En Costa Salguero, pocos minutos después de las 19:00, el jefe de Gabinete, Marcos Peña, se mostró satisfecho con la performance electoral del oficialismo. "Hemos hecho una muy buena elección. Estamos muy contentos con los resultados. Pero vamos a esperar al
recuento", sostuvo.
Luego, aseguró que las PASO son un resultado "preliminar" y que a partir de mañana intentarán convencer a los votantes que se inclinaron por otras opciones para inclinar la balanza a favor de Juntos por el Cambio. "En 2015 y 2017 crecimos mucho respecto de las PASO", recordó.
No sólo se refirió a los que votaron por otras fuerzas, sino también a los que no votaron. Dijo respecto al porcentaje de asistencia a votar, que "todavía hay un enorme espacio de gente que no ha votado y creemos que pueden ser convocados (en la elección general). Cada elección es distinta, se verá en los próximos 60 días".

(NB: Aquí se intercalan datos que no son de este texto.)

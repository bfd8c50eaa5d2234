//! Request pipeline in front of the tool handlers.
//!
//! A `Pipeline` is an ordered list of `Middleware` plus a terminal `Handler`.
//! Each middleware gets the request and a `Next` continuation and either calls
//! `next.run(request)` or returns an error without calling it.
//!
//! The standard order is audit logging, then authentication, then tool policy.

pub mod audit;
pub mod auth;
pub mod policy;

use std::sync::Arc;

use async_trait::async_trait;
use serde::{Deserialize, Serialize};
use serde_json::{Map, Value};
use tokio_util::sync::CancellationToken;

use crate::auth::{AuthSession, Authenticator};
use crate::error::Result;

pub use audit::AuditMiddleware;
pub use auth::AuthMiddleware;
pub use policy::PolicyMiddleware;

/// MCP method name for tool invocations.
pub const TOOLS_CALL: &str = "tools/call";

/// MCP method name for tool listing.
pub const TOOLS_LIST: &str = "tools/list";

pub type Response = Value;

/// Parameters of a `tools/call` request.
#[derive(Debug, Clone, PartialEq, Serialize, Deserialize)]
pub struct ToolCall {
    pub name: String,
    #[serde(default)]
    pub arguments: Option<Map<String, Value>>,
}

/// Authenticated state attached by `AuthMiddleware`.
#[derive(Debug, Clone)]
pub struct AuthContext {
    pub session: AuthSession,
}

impl AuthContext {
    pub fn bearer_token(&self) -> &str {
        &self.session.access_token
    }
}

#[derive(Debug, Clone, Default)]
pub struct RequestContext {
    /// Name the MCP client reported during initialization.
    pub client_name: Option<String>,
    /// Cancelled when the process shuts down.
    pub cancel: CancellationToken,
    /// Set once authentication succeeded for this request.
    pub auth: Option<AuthContext>,
}

#[derive(Debug, Clone)]
pub struct Request {
    pub method: String,
    pub params: Value,
    pub context: RequestContext,
}

impl Request {
    pub fn new(method: impl Into<String>, params: Value) -> Self {
        Self {
            method: method.into(),
            params,
            context: RequestContext::default(),
        }
    }

    pub fn tool_call(call: &ToolCall) -> Self {
        let params = serde_json::to_value(call).unwrap_or(Value::Null);
        Self::new(TOOLS_CALL, params)
    }

    pub fn list_tools() -> Self {
        Self::new(TOOLS_LIST, Value::Null)
    }

    pub fn with_context(mut self, context: RequestContext) -> Self {
        self.context = context;
        self
    }

    pub fn is_tool_call(&self) -> bool {
        self.method == TOOLS_CALL
    }

    /// Decode the params of a tool call.
    pub fn tool_call_params(&self) -> std::result::Result<ToolCall, serde_json::Error> {
        serde_json::from_value(self.params.clone())
    }

    /// Tool name for logging, if this looks like a tool call.
    pub fn tool_name(&self) -> Option<&str> {
        if !self.is_tool_call() {
            return None;
        }
        self.params.get("name").and_then(Value::as_str)
    }
}

/// Terminal request handler.
#[async_trait]
pub trait Handler: Send + Sync {
    async fn call(&self, request: Request) -> Result<Response>;
}

#[async_trait]
pub trait Middleware: Send + Sync {
    fn name(&self) -> &'static str;

    async fn handle(&self, request: Request, next: Next<'_>) -> Result<Response>;
}

/// The rest of the pipeline after the current middleware.
pub struct Next<'a> {
    middlewares: &'a [Arc<dyn Middleware>],
    endpoint: &'a dyn Handler,
}

impl<'a> Next<'a> {
    pub async fn run(self, request: Request) -> Result<Response> {
        match self.middlewares.split_first() {
            Some((current, rest)) => {
                let next = Next {
                    middlewares: rest,
                    endpoint: self.endpoint,
                };
                current.handle(request, next).await
            }
            None => self.endpoint.call(request).await,
        }
    }
}

pub struct Pipeline {
    middlewares: Vec<Arc<dyn Middleware>>,
    endpoint: Arc<dyn Handler>,
}

impl Pipeline {
    pub fn new(endpoint: Arc<dyn Handler>) -> Self {
        Self {
            middlewares: Vec::new(),
            endpoint,
        }
    }

    /// Audit, auth and policy middlewares in their required order.
    pub fn standard<I, S>(
        endpoint: Arc<dyn Handler>,
        authenticator: Arc<Authenticator>,
        advertised_tools: I,
    ) -> Self
    where
        I: IntoIterator<Item = S>,
        S: Into<String>,
    {
        Self::new(endpoint)
            .with(AuditMiddleware)
            .with(AuthMiddleware::new(authenticator))
            .with(PolicyMiddleware::new(advertised_tools))
    }

    /// Append a middleware; it runs after the ones already added.
    pub fn with(mut self, middleware: impl Middleware + 'static) -> Self {
        self.middlewares.push(Arc::new(middleware));
        self
    }

    pub fn middleware_names(&self) -> Vec<&'static str> {
        self.middlewares.iter().map(|m| m.name()).collect()
    }

    pub async fn dispatch(&self, request: Request) -> Result<Response> {
        Next {
            middlewares: &self.middlewares,
            endpoint: self.endpoint.as_ref(),
        }
        .run(request)
        .await
    }
}
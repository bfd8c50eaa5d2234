//! Scripted auth client shared by unit tests.

use std::sync::atomic::{AtomicUsize, Ordering};
use std::sync::{Arc, Mutex};

use async_trait::async_trait;
use chrono::{Duration, Utc};

use crate::auth::{AuthClient, AuthHint, GrantType, Token, TokenSource};
use crate::error::AuthError;

#[derive(Clone, Copy)]
pub enum Behavior {
    Succeed,
    Deny,
    Hang,
}

/// Hands out tokens `A1`/`RA1`, `A2`/`RA2`, ... valid for one hour.
pub struct FakeAuthClient {
    behavior: Behavior,
    calls: AtomicUsize,
    hints: Mutex<Vec<Option<AuthHint>>>,
}

impl FakeAuthClient {
    pub fn new(behavior: Behavior) -> Arc<Self> {
        Arc::new(Self {
            behavior,
            calls: AtomicUsize::new(0),
            hints: Mutex::new(Vec::new()),
        })
    }

    pub fn calls(&self) -> usize {
        self.calls.load(Ordering::SeqCst)
    }

    pub fn hints(&self) -> Vec<Option<AuthHint>> {
        self.hints.lock().unwrap().clone()
    }
}

struct FakeSource {
    behavior: Behavior,
    n: usize,
}

#[async_trait]
impl TokenSource for FakeSource {
    async fn token(&mut self) -> Result<Token, AuthError> {
        match self.behavior {
            Behavior::Succeed => Ok(Token {
                access_token: format!("A{}", self.n),
                refresh_token: Some(format!("RA{}", self.n)),
                expiry: Utc::now() + Duration::hours(1),
            }),
            Behavior::Deny => Err(AuthError::Denied("access_denied".to_string())),
            Behavior::Hang => std::future::pending().await,
        }
    }
}

#[async_trait]
impl AuthClient for FakeAuthClient {
    async fn token_source(
        &self,
        _grant_type: GrantType,
        hint: Option<&AuthHint>,
    ) -> Result<Box<dyn TokenSource>, AuthError> {
        self.hints.lock().unwrap().push(hint.cloned());
        let n = self.calls.fetch_add(1, Ordering::SeqCst) + 1;
        Ok(Box::new(FakeSource {
            behavior: self.behavior,
            n,
        }))
    }
}
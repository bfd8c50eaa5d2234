use std::path::PathBuf;
use std::time::Duration;

use thiserror::Error;

pub type Result<T, E = Error> = std::result::Result<T, E>;

/// Top-level error for session, login and request-pipeline operations.
///
/// Store and auth failures carry the name of the operation that hit them so
/// the CLI can print a single useful line.
#[derive(Error, Debug)]
pub enum Error {
    #[error("configuration error: {0}")]
    Configuration(String),

    #[error(transparent)]
    Parse(#[from] ParseError),

    #[error("{operation}: {source}")]
    Store {
        operation: &'static str,
        #[source]
        source: StoreError,
    },

    #[error("{operation}: {source}")]
    Auth {
        operation: &'static str,
        #[source]
        source: AuthError,
    },

    #[error("{operation}: internal consistency error: {message}")]
    State {
        operation: &'static str,
        message: String,
    },

    /// Raised by the auth middleware; keeps auth failures distinguishable
    /// from failures of the tool itself.
    #[error("authentication failed: {0}")]
    AuthenticationFailed(#[source] Box<Error>),

    #[error("tool '{0}' is not available")]
    ToolUnavailable(String),

    #[error("tool '{name}' failed: {message}")]
    Tool { name: String, message: String },
}

impl Error {
    pub fn store(operation: &'static str, source: StoreError) -> Self {
        Error::Store { operation, source }
    }

    pub fn auth(operation: &'static str, source: AuthError) -> Self {
        Error::Auth { operation, source }
    }

    pub fn state(operation: &'static str, message: impl Into<String>) -> Self {
        Error::State {
            operation,
            message: message.into(),
        }
    }

    pub fn tool(name: impl Into<String>, message: impl ToString) -> Self {
        Error::Tool {
            name: name.into(),
            message: message.to_string(),
        }
    }

    /// True when the underlying failure is an authentication timeout.
    pub fn is_timeout(&self) -> bool {
        match self {
            Error::Auth { source, .. } => matches!(source, AuthError::TimedOut(_)),
            Error::AuthenticationFailed(inner) => inner.is_timeout(),
            _ => false,
        }
    }
}

/// Failures of a session store backend.
#[derive(Error, Debug)]
pub enum StoreError {
    #[error("no session found")]
    NotFound,

    #[error("failed to serialize session: {0}")]
    Serialization(#[source] serde_json::Error),

    #[error("stored session is unreadable: {0}")]
    Corrupt(#[source] serde_json::Error),

    #[error("session file {}: {source}", path.display())]
    Io {
        path: PathBuf,
        #[source]
        source: std::io::Error,
    },

    #[error("keychain error: {0}")]
    Keychain(#[from] keyring::Error),

    #[error("could not determine home directory")]
    NoHomeDirectory,
}

impl StoreError {
    pub fn is_not_found(&self) -> bool {
        matches!(self, StoreError::NotFound)
    }
}

/// Failures while acquiring a token.
#[derive(Error, Debug)]
pub enum AuthError {
    #[error("authentication timed out after {}", format_timeout(.0))]
    TimedOut(Duration),

    #[error("authentication cancelled")]
    Cancelled,

    #[error("unexpected request payload: {0}")]
    InvalidRequest(String),

    #[error("authorization denied: {0}")]
    Denied(String),

    #[error("token exchange failed: {0}")]
    Exchange(String),

    #[error("network error: {0}")]
    Http(#[from] reqwest::Error),

    #[error("redirect listener error: {0}")]
    Io(#[from] std::io::Error),
}

fn format_timeout(timeout: &Duration) -> String {
    humantime::format_duration(*timeout).to_string()
}

/// An external string did not name a known enum variant.
#[derive(Error, Debug, Clone, PartialEq, Eq)]
#[error("unrecognized {kind} '{value}' (expected one of: {expected})")]
pub struct ParseError {
    pub kind: &'static str,
    pub value: String,
    pub expected: &'static str,
}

En contraste, Alberto Fernández brilló por su tranquilidad. Es que en el búnker del Frente de Todos se muestran muy optimistas por los datos de los boca de urna.
"Dos tercios de la Argentina le ha dicho que no a este gobierno", dijo Santiago Cafiero, uno de los encargados de la campaña de Fernández.
Peña dijo también que los boca de urna que le dan una ventaja amplia a Fernández son "truchos". "Hasta que se defina la elección habrá inestabilidad", señaló.